Et puis, en 1976 – c’était encore le temps du giscardisme flamboyant, comme le prix du baril – on découvrit que si en France on n’avait pas de pétrole, on avait des idées. Vint celle, lumineuse, de l’heure d’été. Le porte-parole du gouvernement de l’époque, André Rossi (un parent de Tino ?), déclara : « les gens se coucheront une heure plus tôt le soir pendant l’été et de ce seul fait, il y a une consommation électrique qui se réduit d’autant ». 1972, Stone et Charden chantaient le prix des allumettes. La même année, prenait fin – c’est amusant – un monopole d’État, vieux de plus d’un siècle, sur la fabrication et l’importation des allumettes. Je ne suis pas économiste mais est-ce parce qu’il y avait monopole d’État que le prix des allumettes ne changeait pas à cette époque ? Stone et Charden qui n’étaient pas économistes non plus, ne le disaient pas dans leur chanson. En ce temps-là, où l’on ne s’éclairait déjà plus trop à la bougie, il semble me souvenir que la production d’électricité était aussi en quelque sorte monopole d’Etat avec EDF-GDF. Se chauffer n’était plus un luxe et l’on ne grelottait plus de froid l’hiver dans les masures comme ce fut le cas, des millénaires durant pour nos ancêtres. Et c’est vrai aussi qu’on abusa un peu. Se promener en slip ou en petite culotte dans un appartement surchauffé fut à la portée de toutes les bourses et les grands-mères tricotèrent de moins en moins de grosses laines pour les soirées d’hiver devant la télé. Mais ça, c’était avant.
Tout ça pour dire que ce qui était devenu un bien de consommation courante est en train de redevenir du luxe pour les « classes laborieuses », ceux pour qui « tout va trop vite et tout change sans nous attendre » (tiré de la chanson de Stone et Charden !). Selon un article de Capital de 2016, le prix de l’électricité entre 2006 et 2016, a augmenté entre 37 et 42 % pour une famille de quatre personnes alors que, durant la même période, l’inflation n’a été que 10,3 %. Et l’on apprend que le prix de l’électricité devrait augmenter entre 2 et 4 % en 2019. Là, pour le coup, ce n’est pas la faute à Bibi. Une augmentation, pour faire court, qui nous est imposée par les règles très complexes auxquelles nous nous plions allègrement, Union européenne oblige. L’Opinion et Le Parisien évoquent, eux, une augmentation de 2, 3 % en 2019 et 3,3 %. Ce qui coûte 100 aujourd’hui, pourrait coûter 105,67 en 2020.

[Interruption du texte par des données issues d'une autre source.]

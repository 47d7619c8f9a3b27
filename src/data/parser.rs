use std::collections::BTreeMap;

use serde_json::Value as JsonValue;

use super::model::{FieldValue, Record};
use crate::error::DecodeError;

/// Decode one trimmed, non-blank log line into a [`Record`].
///
/// The line must hold a JSON object; any other JSON value, or malformed
/// syntax, is a [`DecodeError`] for that line only.
pub fn parse_record(line_number: usize, line: &str) -> Result<Record, DecodeError> {
    let root: JsonValue = serde_json::from_str(line).map_err(|e| DecodeError {
        line_number,
        message: e.to_string(),
    })?;

    let JsonValue::Object(obj) = root else {
        return Err(DecodeError {
            line_number,
            message: format!("expected a JSON object, found {}", json_kind(&root)),
        });
    };

    let fields: BTreeMap<String, FieldValue> = obj
        .into_iter()
        .map(|(key, val)| (key, json_to_field(val)))
        .collect();

    Ok(Record {
        line_number,
        fields,
    })
}

fn json_to_field(val: JsonValue) -> FieldValue {
    match val {
        JsonValue::Null => FieldValue::Null,
        JsonValue::Bool(b) => FieldValue::Bool(b),
        JsonValue::Number(n) => {
            if let Some(i) = n.as_i64() {
                FieldValue::Integer(i)
            } else if let Some(f) = n.as_f64() {
                FieldValue::Float(f)
            } else {
                FieldValue::String(n.to_string())
            }
        }
        JsonValue::String(s) => FieldValue::String(s),
        other @ (JsonValue::Array(_) | JsonValue::Object(_)) => FieldValue::Opaque(other.to_string()),
    }
}

fn json_kind(val: &JsonValue) -> &'static str {
    match val {
        JsonValue::Null => "null",
        JsonValue::Bool(_) => "a boolean",
        JsonValue::Number(_) => "a number",
        JsonValue::String(_) => "a string",
        JsonValue::Array(_) => "an array",
        JsonValue::Object(_) => "an object",
    }
}

#[cfg(test)]
mod tests {
    use super::*;

    #[test]
    fn test_parse_flat_object() {
        let rec = parse_record(1, r#"{"timestamp":1000,"gear_avg":2.5,"ok":true,"mode":"auto","x":null}"#)
            .unwrap();
        assert_eq!(rec.line_number, 1);
        assert_eq!(rec.get("timestamp"), Some(&FieldValue::Integer(1000)));
        assert_eq!(rec.get("gear_avg"), Some(&FieldValue::Float(2.5)));
        assert_eq!(rec.get("ok"), Some(&FieldValue::Bool(true)));
        assert_eq!(rec.get("mode"), Some(&FieldValue::String("auto".into())));
        assert_eq!(rec.get("x"), Some(&FieldValue::Null));
    }

    #[test]
    fn test_nested_values_are_opaque() {
        let rec = parse_record(3, r#"{"pose":{"x":1},"tags":[1,2]}"#).unwrap();
        assert_eq!(rec.get("pose"), Some(&FieldValue::Opaque(r#"{"x":1}"#.into())));
        assert_eq!(rec.get("tags"), Some(&FieldValue::Opaque("[1,2]".into())));
    }

    #[test]
    fn test_malformed_line_reports_line_number() {
        let err = parse_record(2, "not json").unwrap_err();
        assert_eq!(err.line_number, 2);
        assert!(!err.message.is_empty());
    }

    #[test]
    fn test_non_object_is_rejected() {
        let err = parse_record(7, "[1,2,3]").unwrap_err();
        assert_eq!(err.line_number, 7);
        assert!(err.message.contains("an array"));

        assert!(parse_record(8, "42").is_err());
    }

    #[test]
    fn test_truncated_object() {
        assert!(parse_record(4, r#"{"timestamp":10"#).is_err());
    }
}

Ce n’est pas la faute à Bibi mais cela va s’ajouter aux hausses de taxes qui, elles, sont de sa faute. Benjamin Griveaux, propagandiste en chef du gouvernement, ou Brune Poirson qui explique pompeusement que « la lutte contre le changement climatique est une longue marche » (forcée ?), pourraient suggérer aux « classes laborieuses » de se glisser le soir à l’heure des poules sous la couette ou de se tricoter de gros gilets en laine issue, forcément, du commerce équitable. Autre idée : pourquoi ne pas revenir à ce que connurent nos ancêtres. Toute la petite famille dans la même couche ! Et puis, s’ils éteignaient leurs ordinateurs, tous ces gueux, non seulement ils ne se feraient pas endoctriner par tous ces populistes et autres anti-progressistes, mais en plus ils feraient des économies d’électricité et du bien à la planète.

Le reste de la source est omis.